The fermented fruit beverage concept in a box, now under the trio’s Future Proof Brands LLC that includes a host of additional trendy alcoholic products, was born in 2012 when the founders bridged their music obsession with the flavored alcoholic drink trend. Steadman calls blue “razzberry” lemonade—the one that persuaded Cuban to invest in the Austin, Texas-based company—as well as fresh watermelon, peach punch, pink lemonade and others “party punches” that have easily won over Millennials and Gen Zers for their throwback appeal.  

“We call them classic flavors with a kick,” Steadman, who also serves as COO of the company, said. “When we work with our formula developers, we are always trying to target those nostalgic flavors, but with that boozy kick.” 

There's a steady rhythm to BeatBox's low-ABV formulation

BeatBox’s alcohol content consists of orange wine made from fermented orange peels. Steadman said it arrives to them clear like vodka with a neutral flavor, not orange, which allows the formulation team to experiment with various flavor profiles.  

“That’s why we can add that booziness without changing the flavors too much,” she said, “and they still stay true to that nostalgic flavor that you’re used to.” 

Though the original line of products is 11.1% ABV (alcohol by volume), she continued, they’re still considered a low-sugar product at 100 calories with each 5-ounce serving. Nevertheless, in 2021, the group decided to launch a zero-sugar line of BeatBox beverages. They’re 50 calories (with each 5-ounce serving) with a low-ABV of 6%. They also utilize the same original flavors, yet for the sweetness component, stevia replaces cane sugar.  

“These are great options for those who are trying to watch their sugar intake,” Steadman explained. “I always joke that we started the company when I was 23 years old, and now that I’m 34, [I needed] a low-sugar, low-ABV version for those of us who still want to have a good time.” 

As fun as Steadman makes the beverage biz appear, her team still faced several challenges during the formulation of these low-ABV products. 

“Anyone who is familiar with formula development knows that it’s definitely a trial-and-error process to make sure that it tastes right,” she admitted. “When you’re using completely different ingredients, sometimes you just need to [experiment] until you get it right. We wanted it to match [our original formulation], but the most important thing is that it’s extremely delicious. If it doesn’t match 100%, that’s OK with us as long as we still feel like the consumer would enjoy it.” 

On average, Steadman shared, the formula development piece can go quickly. That’s typically a couple of months as opposed to years “to make sure it’s solid,” she said.  

“We have great flavor partners and things to help us to work on those formulas, but we also have two people internally who are formula scientists and beverage developers,” she added. “This is their special talent, so we definitely want to credit them with all of the great work that went into [these products].” 
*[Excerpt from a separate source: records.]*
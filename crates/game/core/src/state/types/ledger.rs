//! Player stat ledger.
//!
//! The ledger is the single source of truth for the player's live stats and
//! progress. Every mutating method restores the ledger invariants before it
//! returns:
//!
//! - `0 ≤ hp ≤ max_hp`
//! - `gold ≥ 0` (by type; subtraction saturates)
//! - `min_damage ≤ max_damage`
//!
//! Level-up gains are staged in [`PendingLevelUp`] and only reach the live
//! stats through [`StatLedger::apply_pending_level_up`], so the caller can
//! show a stat-gain screen between the two phases.

use crate::config::ProgressionConfig;
use crate::env::{ExperienceCurve, RngSource};
use crate::error::{ErrorSeverity, GameError};
use crate::state::EquipmentModifier;

/// Stat gains computed by level-ups but not yet committed.
#[derive(Clone, Copy, Debug, Default, PartialEq, Eq)]
#[cfg_attr(feature = "serde", derive(serde::Serialize, serde::Deserialize))]
pub struct PendingLevelUp {
    /// Level-ups staged since the last commit. Gains may all be zero under a
    /// flat config, so this count is what marks a commit as due.
    pub levels: u32,
    pub hp_increase: i32,
    pub min_dmg_increase: i32,
    pub max_dmg_increase: i32,
    pub accuracy_increase: i32,
    /// Growth of `max_exp` across the staged level-ups (display only).
    pub max_exp_increase: i32,
}

impl PendingLevelUp {
    /// True when no level-up is staged.
    pub fn is_empty(&self) -> bool {
        self.levels == 0
    }
}

/// Invariant breach found by [`StatLedger::check_invariants`].
#[derive(Clone, Debug, PartialEq, Eq, thiserror::Error)]
pub enum LedgerViolation {
    #[error("hp {hp} outside [0, {max_hp}]")]
    HpOutOfRange { hp: i32, max_hp: i32 },

    #[error("damage range inverted: min {min} > max {max}")]
    DamageRangeInverted { min: i32, max: i32 },

    #[error("experience {exp} not below threshold {max_exp}")]
    ExperienceOverflow { exp: u32, max_exp: u32 },
}

impl GameError for LedgerViolation {
    fn severity(&self) -> ErrorSeverity {
        ErrorSeverity::Internal
    }

    fn error_code(&self) -> &'static str {
        match self {
            Self::HpOutOfRange { .. } => "LEDGER_HP_OUT_OF_RANGE",
            Self::DamageRangeInverted { .. } => "LEDGER_DAMAGE_RANGE_INVERTED",
            Self::ExperienceOverflow { .. } => "LEDGER_EXPERIENCE_OVERFLOW",
        }
    }
}

/// The player's stat and progress record.
#[derive(Clone, Debug, PartialEq, Eq)]
#[cfg_attr(feature = "serde", derive(serde::Serialize, serde::Deserialize))]
pub struct StatLedger {
    pub(crate) level: u32,
    pub(crate) exp: u32,
    pub(crate) max_exp: u32,
    pub(crate) hp: i32,
    pub(crate) max_hp: i32,
    pub(crate) accuracy: i32,
    pub(crate) min_damage: i32,
    pub(crate) max_damage: i32,
    pub(crate) gold: u32,
    pub(crate) pending: PendingLevelUp,
}

impl StatLedger {
    /// Creates a level 1 ledger from the configured starting stats.
    ///
    /// The first experience threshold is drawn from the curve with a random
    /// offset, like every later one.
    pub fn new(
        config: &ProgressionConfig,
        curve: &dyn ExperienceCurve,
        rng: &mut dyn RngSource,
    ) -> Self {
        let offset = rng.range(config.max_exp_offset.min, config.max_exp_offset.max);
        Self::with_max_exp(config, curve.max_exp(1, offset).max(1))
    }

    /// Creates a level 1 ledger with an explicit first threshold.
    pub fn with_max_exp(config: &ProgressionConfig, max_exp: u32) -> Self {
        let min_damage = config.initial_min_damage;
        Self {
            level: 1,
            exp: 0,
            max_exp: max_exp.max(1),
            hp: config.initial_max_hp,
            max_hp: config.initial_max_hp,
            accuracy: config.initial_accuracy,
            min_damage,
            max_damage: config.initial_max_damage.max(min_damage),
            gold: 0,
            pending: PendingLevelUp::default(),
        }
    }

    pub fn level(&self) -> u32 {
        self.level
    }

    pub fn exp(&self) -> u32 {
        self.exp
    }

    pub fn max_exp(&self) -> u32 {
        self.max_exp
    }

    pub fn hp(&self) -> i32 {
        self.hp
    }

    pub fn max_hp(&self) -> i32 {
        self.max_hp
    }

    pub fn accuracy(&self) -> i32 {
        self.accuracy
    }

    pub fn min_damage(&self) -> i32 {
        self.min_damage
    }

    pub fn max_damage(&self) -> i32 {
        self.max_damage
    }

    pub fn gold(&self) -> u32 {
        self.gold
    }

    pub fn pending(&self) -> &PendingLevelUp {
        &self.pending
    }

    /// Current hp as a whole percentage of max hp.
    pub fn hp_percent(&self) -> u32 {
        if self.max_hp <= 0 {
            return 0;
        }
        (self.hp.max(0) as i64 * 100 / self.max_hp as i64) as u32
    }

    /// Restores hp, never above max (potions, heal tiles).
    pub fn heal(&mut self, amount: i32) {
        self.hp = self.hp.saturating_add(amount.max(0));
        self.clamp_hp();
    }

    /// Sets hp to `hp` and clamps it into `[0, max_hp]`.
    pub fn set_hp(&mut self, hp: i32) {
        self.hp = hp;
        self.clamp_hp();
    }

    pub fn add_gold(&mut self, amount: u32) {
        self.gold = self.gold.saturating_add(amount);
    }

    /// Removes gold, stopping at zero. Returns how much was actually removed.
    pub fn remove_gold(&mut self, amount: u32) -> u32 {
        let removed = amount.min(self.gold);
        self.gold -= removed;
        removed
    }

    /// Adds an item's bonuses to the live stats.
    pub fn equip(&mut self, modifier: &EquipmentModifier) {
        self.apply_modifier(modifier);
    }

    /// Removes an item's bonuses from the live stats. Exact inverse of [`equip`](Self::equip)
    /// apart from hp clamping and the zero floor on max hp.
    pub fn unequip(&mut self, modifier: &EquipmentModifier) {
        self.apply_modifier(&-*modifier);
    }

    fn apply_modifier(&mut self, modifier: &EquipmentModifier) {
        let max_hp = self.max_hp.saturating_add(modifier.max_hp);
        if max_hp < 0 {
            tracing::warn!(max_hp, "equipment drove max hp negative; flooring at 0");
        }
        self.max_hp = max_hp.max(0);
        self.min_damage += modifier.damage;
        self.max_damage += modifier.damage;
        self.accuracy += modifier.accuracy;
        self.clamp_hp();
    }

    /// Commits staged level-up gains to the live stats and refills hp.
    ///
    /// No-op when nothing is staged, so calling it twice is safe.
    pub fn apply_pending_level_up(&mut self) -> PendingLevelUp {
        let pending = std::mem::take(&mut self.pending);
        if pending.is_empty() {
            return pending;
        }

        self.max_hp += pending.hp_increase;
        self.hp = self.max_hp;
        self.min_damage += pending.min_dmg_increase;
        self.max_damage += pending.max_dmg_increase;
        self.accuracy += pending.accuracy_increase;
        self.clamp_hp();
        pending
    }

    /// Checks every ledger invariant.
    ///
    /// # Errors
    ///
    /// Returns the first `LedgerViolation` found.
    pub fn check_invariants(&self) -> Result<(), LedgerViolation> {
        if self.hp < 0 || self.hp > self.max_hp {
            return Err(LedgerViolation::HpOutOfRange {
                hp: self.hp,
                max_hp: self.max_hp,
            });
        }
        if self.min_damage > self.max_damage {
            return Err(LedgerViolation::DamageRangeInverted {
                min: self.min_damage,
                max: self.max_damage,
            });
        }
        if self.exp >= self.max_exp {
            return Err(LedgerViolation::ExperienceOverflow {
                exp: self.exp,
                max_exp: self.max_exp,
            });
        }
        Ok(())
    }

    pub(crate) fn clamp_hp(&mut self) {
        self.hp = self.hp.min(self.max_hp).max(0);
    }
}
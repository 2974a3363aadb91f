use crate::env::ItemDefinition;

/// Which encounter table produced a report.
#[derive(
    Clone,
    Copy,
    Debug,
    PartialEq,
    Eq,
    Hash,
    strum::Display,
    strum::EnumString,
    strum::AsRefStr,
)]
#[cfg_attr(feature = "serde", derive(serde::Serialize, serde::Deserialize))]
#[strum(serialize_all = "snake_case", ascii_case_insensitive)]
pub enum EncounterTile {
    /// Beneficial "question mark" tile.
    Reward,
    /// Adversarial "exclamation mark" tile.
    Curse,
}

/// Machine-readable result of one encounter roll.
///
/// The ledger mutation described here has already been applied when the
/// outcome is returned.
#[derive(Clone, Debug, PartialEq, Eq, strum::AsRefStr)]
#[cfg_attr(feature = "serde", derive(serde::Serialize, serde::Deserialize))]
#[strum(serialize_all = "snake_case")]
pub enum EncounterOutcome {
    /// The tile did not activate.
    Nothing,
    GoldGain(u32),
    HealGain(i32),
    /// `added` is false when the inventory was full and the item was discarded.
    ItemDrop { item: ItemDefinition, added: bool },
    /// `lethal` marks hp reaching zero; hp has been reset to max in that case.
    DamageTaken { amount: i32, lethal: bool },
    /// Amount rolled, which can exceed the gold actually lost.
    GoldLoss(u32),
}

impl EncounterOutcome {
    pub fn is_nothing(&self) -> bool {
        matches!(self, Self::Nothing)
    }
}

/// Outcome paired with the dialog lines describing it, in display order.
#[derive(Clone, Debug, PartialEq, Eq)]
#[cfg_attr(feature = "serde", derive(serde::Serialize, serde::Deserialize))]
pub struct EncounterReport {
    pub tile: EncounterTile,
    pub outcome: EncounterOutcome,
    pub messages: Vec<String>,
}

impl EncounterReport {
    pub(crate) fn new(tile: EncounterTile, outcome: EncounterOutcome) -> Self {
        Self {
            tile,
            outcome,
            messages: Vec::new(),
        }
    }

    pub(crate) fn line(mut self, message: impl Into<String>) -> Self {
        self.messages.push(message.into());
        self
    }

    /// True when the tile activated.
    pub fn triggered(&self) -> bool {
        !self.outcome.is_nothing()
    }
}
Low-ABV, eco-friendly packaging & more keep BeatBox relevant

Though the founders created BeatBox to appeal to Millennials and Gen Zers moving away from traditional wine and beer and toward more flavored products, they also want their concept to make a statement. They're gluten free, making them ideal for those with celiac disease. They’re also caffeine free, vegan as well as eco-friendly, with packaging that’s recyclable (Steadman is a founding board member of Naturally Austin). And the founders understand savvy consumers have high expectations for their products.

“I think that for this next generation of consumers, it’s not just about what’s the latest trend,” Steadman said. “[They] have really high expectations now. I think making sure we’re taking care of folks and their expectations is the new standard.” 

Aimy Steadman is participating in the Basics of Food & Beverage Product Development education session at SupplySide West at Mandalay Bay in Las Vegas. It takes place 9-11 a.m. Thursday, Nov. 3 in the Islander Ballroom H. Here, several of the industry’s top experts will present a broad overview of the to-do list for new product development for food and beverage brands.